Dataset entries:
──────────

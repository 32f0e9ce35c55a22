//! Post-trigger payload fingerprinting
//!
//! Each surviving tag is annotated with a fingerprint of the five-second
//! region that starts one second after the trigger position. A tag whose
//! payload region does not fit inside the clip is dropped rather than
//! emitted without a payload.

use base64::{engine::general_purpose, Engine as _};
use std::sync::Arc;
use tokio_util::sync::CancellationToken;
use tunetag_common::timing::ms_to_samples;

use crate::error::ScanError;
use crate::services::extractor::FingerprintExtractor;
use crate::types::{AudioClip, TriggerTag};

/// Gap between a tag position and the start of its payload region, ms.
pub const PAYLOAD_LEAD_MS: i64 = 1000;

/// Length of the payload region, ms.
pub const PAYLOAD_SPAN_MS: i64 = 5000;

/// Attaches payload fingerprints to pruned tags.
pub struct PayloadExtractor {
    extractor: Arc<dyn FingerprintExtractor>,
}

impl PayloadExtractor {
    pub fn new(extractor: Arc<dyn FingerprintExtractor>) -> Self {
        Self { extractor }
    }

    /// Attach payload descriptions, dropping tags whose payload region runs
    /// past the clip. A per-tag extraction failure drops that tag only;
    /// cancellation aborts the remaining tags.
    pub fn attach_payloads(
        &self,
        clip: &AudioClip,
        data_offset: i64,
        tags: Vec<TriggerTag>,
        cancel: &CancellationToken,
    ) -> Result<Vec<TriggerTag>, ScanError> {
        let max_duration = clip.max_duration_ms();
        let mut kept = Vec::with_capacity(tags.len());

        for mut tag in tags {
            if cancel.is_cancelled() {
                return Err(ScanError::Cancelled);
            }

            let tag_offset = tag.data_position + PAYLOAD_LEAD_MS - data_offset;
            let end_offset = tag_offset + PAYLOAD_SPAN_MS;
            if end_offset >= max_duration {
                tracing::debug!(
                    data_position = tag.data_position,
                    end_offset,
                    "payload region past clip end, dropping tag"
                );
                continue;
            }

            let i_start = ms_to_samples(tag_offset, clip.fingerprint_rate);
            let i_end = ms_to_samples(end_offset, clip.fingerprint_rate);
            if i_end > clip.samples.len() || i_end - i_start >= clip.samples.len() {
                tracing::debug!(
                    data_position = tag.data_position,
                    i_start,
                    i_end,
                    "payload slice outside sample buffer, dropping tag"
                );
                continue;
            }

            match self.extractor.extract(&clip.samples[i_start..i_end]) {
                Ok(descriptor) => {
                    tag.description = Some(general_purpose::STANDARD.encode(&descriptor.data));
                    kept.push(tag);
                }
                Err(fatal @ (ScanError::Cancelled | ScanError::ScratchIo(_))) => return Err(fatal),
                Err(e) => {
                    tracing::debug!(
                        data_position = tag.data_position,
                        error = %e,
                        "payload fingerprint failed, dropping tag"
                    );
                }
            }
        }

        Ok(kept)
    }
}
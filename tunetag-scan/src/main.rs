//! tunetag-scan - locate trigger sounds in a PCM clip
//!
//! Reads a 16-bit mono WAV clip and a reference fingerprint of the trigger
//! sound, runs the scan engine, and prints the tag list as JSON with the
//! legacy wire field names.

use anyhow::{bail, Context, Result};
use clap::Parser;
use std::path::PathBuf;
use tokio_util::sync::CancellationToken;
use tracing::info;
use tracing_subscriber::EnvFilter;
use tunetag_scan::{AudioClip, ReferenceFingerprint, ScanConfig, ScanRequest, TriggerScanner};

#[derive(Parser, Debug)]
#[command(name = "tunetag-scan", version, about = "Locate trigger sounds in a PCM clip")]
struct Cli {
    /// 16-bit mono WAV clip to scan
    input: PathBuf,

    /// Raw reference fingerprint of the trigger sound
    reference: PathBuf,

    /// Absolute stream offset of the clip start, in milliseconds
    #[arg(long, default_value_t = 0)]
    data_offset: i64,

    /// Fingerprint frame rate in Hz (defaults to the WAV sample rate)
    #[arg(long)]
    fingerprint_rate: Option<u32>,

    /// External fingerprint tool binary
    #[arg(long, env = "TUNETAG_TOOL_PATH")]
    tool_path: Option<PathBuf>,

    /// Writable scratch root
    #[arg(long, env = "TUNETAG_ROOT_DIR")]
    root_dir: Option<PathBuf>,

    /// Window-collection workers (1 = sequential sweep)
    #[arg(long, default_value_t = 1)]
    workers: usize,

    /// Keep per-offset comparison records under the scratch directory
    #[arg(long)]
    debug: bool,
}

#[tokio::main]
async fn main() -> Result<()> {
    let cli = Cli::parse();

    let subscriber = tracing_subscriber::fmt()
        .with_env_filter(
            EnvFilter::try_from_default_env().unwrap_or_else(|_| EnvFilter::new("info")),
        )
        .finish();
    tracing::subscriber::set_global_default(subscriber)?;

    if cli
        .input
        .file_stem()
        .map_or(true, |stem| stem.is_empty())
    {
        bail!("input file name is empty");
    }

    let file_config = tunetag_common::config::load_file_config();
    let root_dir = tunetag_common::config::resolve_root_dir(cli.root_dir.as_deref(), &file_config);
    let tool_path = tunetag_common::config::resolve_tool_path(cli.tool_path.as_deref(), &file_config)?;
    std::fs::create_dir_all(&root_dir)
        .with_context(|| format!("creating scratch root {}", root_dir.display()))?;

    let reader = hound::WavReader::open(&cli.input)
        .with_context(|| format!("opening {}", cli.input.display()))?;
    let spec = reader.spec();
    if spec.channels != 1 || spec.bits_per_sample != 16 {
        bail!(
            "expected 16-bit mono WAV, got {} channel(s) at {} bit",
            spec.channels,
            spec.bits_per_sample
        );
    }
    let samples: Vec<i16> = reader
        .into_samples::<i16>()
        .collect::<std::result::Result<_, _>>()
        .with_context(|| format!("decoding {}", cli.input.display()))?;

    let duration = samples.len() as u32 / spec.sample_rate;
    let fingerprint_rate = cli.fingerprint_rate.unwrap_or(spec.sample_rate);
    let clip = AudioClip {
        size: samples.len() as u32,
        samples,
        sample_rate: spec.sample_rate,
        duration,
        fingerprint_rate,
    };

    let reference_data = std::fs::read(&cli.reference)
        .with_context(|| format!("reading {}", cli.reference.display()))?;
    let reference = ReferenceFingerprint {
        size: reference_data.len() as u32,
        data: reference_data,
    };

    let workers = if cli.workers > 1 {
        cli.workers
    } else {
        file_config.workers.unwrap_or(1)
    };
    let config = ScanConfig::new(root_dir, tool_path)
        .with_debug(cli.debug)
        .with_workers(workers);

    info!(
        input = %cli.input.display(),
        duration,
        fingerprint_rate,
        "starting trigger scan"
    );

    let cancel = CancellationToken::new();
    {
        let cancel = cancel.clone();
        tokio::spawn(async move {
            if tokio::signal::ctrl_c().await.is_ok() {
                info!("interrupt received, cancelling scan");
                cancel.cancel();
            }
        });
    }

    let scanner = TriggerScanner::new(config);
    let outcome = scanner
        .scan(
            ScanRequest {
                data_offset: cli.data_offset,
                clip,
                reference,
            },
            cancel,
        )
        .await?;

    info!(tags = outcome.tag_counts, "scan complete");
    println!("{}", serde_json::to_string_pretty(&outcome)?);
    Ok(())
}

──────────

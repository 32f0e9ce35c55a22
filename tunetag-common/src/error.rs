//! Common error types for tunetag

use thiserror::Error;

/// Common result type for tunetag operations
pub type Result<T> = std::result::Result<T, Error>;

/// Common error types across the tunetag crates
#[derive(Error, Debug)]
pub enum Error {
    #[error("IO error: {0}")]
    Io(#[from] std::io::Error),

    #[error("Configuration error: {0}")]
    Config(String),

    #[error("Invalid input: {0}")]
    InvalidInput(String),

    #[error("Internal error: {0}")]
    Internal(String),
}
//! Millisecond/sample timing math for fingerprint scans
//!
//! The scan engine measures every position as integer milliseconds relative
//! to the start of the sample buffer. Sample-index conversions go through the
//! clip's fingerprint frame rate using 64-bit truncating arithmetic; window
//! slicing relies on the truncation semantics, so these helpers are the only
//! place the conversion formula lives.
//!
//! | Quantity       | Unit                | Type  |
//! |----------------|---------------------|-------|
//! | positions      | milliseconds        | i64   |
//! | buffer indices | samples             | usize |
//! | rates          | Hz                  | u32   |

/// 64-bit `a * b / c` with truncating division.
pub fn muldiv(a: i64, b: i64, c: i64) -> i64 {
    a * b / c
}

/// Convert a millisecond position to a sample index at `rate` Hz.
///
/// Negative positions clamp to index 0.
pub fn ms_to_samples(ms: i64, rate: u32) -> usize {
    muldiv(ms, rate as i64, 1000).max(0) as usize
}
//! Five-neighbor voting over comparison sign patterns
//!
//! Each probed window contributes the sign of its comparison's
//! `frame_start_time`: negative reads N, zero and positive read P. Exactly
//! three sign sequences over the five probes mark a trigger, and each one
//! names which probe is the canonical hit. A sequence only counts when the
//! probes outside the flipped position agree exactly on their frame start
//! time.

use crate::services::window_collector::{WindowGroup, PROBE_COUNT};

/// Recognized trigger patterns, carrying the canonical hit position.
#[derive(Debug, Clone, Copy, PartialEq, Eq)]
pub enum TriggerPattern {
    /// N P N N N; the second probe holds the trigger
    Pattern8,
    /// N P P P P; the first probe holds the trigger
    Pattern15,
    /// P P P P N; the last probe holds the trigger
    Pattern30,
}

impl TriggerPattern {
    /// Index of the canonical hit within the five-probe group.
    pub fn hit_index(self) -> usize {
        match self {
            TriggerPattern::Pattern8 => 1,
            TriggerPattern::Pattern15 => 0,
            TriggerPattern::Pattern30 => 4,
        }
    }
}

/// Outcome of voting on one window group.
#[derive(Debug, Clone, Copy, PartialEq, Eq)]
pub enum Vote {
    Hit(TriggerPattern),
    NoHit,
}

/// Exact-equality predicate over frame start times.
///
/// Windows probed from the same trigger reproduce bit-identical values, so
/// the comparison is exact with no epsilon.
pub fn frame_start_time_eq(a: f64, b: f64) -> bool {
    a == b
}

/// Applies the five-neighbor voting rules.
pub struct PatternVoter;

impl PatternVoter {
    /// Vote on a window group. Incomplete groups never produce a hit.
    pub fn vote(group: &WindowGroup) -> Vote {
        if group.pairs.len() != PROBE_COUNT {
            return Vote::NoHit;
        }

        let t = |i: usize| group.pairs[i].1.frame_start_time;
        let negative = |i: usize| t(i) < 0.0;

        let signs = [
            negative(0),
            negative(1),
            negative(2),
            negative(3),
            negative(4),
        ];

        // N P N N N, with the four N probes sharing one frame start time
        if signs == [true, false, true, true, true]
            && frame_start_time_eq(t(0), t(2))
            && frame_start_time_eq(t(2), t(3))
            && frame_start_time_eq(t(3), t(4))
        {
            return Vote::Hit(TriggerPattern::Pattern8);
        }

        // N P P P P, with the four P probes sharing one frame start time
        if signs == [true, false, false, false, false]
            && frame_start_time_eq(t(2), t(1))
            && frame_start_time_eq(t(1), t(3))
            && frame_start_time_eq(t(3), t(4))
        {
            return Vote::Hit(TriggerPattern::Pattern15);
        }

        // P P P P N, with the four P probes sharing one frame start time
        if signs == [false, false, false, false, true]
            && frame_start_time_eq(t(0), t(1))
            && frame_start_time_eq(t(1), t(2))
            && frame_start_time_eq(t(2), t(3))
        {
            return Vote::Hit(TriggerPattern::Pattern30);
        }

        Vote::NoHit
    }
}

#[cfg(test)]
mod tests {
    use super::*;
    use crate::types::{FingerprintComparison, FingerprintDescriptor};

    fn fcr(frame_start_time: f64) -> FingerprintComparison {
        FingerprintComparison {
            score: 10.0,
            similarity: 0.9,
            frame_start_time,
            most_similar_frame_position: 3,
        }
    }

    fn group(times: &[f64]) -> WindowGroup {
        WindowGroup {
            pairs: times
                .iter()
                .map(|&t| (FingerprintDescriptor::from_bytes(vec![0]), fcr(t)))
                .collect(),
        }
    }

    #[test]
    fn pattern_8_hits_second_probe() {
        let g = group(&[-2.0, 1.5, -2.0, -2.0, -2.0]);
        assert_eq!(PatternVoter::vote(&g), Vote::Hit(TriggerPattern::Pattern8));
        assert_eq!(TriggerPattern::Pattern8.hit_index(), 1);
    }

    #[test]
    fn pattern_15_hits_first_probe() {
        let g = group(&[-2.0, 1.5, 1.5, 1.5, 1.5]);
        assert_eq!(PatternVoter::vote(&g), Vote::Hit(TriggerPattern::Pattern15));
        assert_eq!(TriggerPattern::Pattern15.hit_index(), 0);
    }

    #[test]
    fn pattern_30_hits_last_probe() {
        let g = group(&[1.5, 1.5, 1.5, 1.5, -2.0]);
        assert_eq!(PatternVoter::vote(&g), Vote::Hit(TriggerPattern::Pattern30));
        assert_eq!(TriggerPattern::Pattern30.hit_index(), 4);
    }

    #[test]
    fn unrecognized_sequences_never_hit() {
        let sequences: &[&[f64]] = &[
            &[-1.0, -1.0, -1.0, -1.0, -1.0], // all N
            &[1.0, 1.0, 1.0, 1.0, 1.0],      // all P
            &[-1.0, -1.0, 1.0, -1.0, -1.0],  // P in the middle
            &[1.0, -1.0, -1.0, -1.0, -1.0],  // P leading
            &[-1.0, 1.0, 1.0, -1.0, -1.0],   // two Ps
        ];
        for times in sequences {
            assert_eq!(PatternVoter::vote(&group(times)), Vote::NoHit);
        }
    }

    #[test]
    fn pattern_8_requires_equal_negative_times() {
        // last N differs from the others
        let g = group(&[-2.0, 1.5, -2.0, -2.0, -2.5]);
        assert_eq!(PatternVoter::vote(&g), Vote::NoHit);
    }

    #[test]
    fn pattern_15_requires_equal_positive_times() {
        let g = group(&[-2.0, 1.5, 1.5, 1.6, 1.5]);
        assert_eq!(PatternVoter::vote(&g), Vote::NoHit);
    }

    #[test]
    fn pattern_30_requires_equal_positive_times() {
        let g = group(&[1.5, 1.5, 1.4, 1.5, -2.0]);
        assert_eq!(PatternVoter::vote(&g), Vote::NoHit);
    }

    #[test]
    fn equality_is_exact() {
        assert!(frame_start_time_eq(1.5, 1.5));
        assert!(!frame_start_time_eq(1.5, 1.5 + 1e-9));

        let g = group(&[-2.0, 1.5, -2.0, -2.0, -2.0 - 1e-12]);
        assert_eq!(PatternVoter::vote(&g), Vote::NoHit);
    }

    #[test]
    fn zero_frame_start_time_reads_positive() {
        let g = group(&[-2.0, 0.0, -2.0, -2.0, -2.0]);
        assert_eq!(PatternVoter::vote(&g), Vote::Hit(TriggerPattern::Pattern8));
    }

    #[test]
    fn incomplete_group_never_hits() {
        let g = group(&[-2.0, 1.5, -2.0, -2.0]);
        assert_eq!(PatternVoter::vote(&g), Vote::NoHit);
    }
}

──────────

_What to produce_.
Taking the entries above, write out exactly each line from the one holding "conversion formula lives." to the one holding "of its comparison's", both included, and stop there.

_Written answer_.
//! place the conversion formula lives.
//!
//! | Quantity       | Unit                | Type  |
//! |----------------|---------------------|-------|
//! | positions      | milliseconds        | i64   |
//! | buffer indices | samples             | usize |
//! | rates          | Hz                  | u32   |

/// 64-bit `a * b / c` with truncating division.
pub fn muldiv(a: i64, b: i64, c: i64) -> i64 {
    a * b / c
}

/// Convert a millisecond position to a sample index at `rate` Hz.
///
/// Negative positions clamp to index 0.
pub fn ms_to_samples(ms: i64, rate: u32) -> usize {
    muldiv(ms, rate as i64, 1000).max(0) as usize
}
//! Five-neighbor voting over comparison sign patterns
//!
//! Each probed window contributes the sign of its comparison's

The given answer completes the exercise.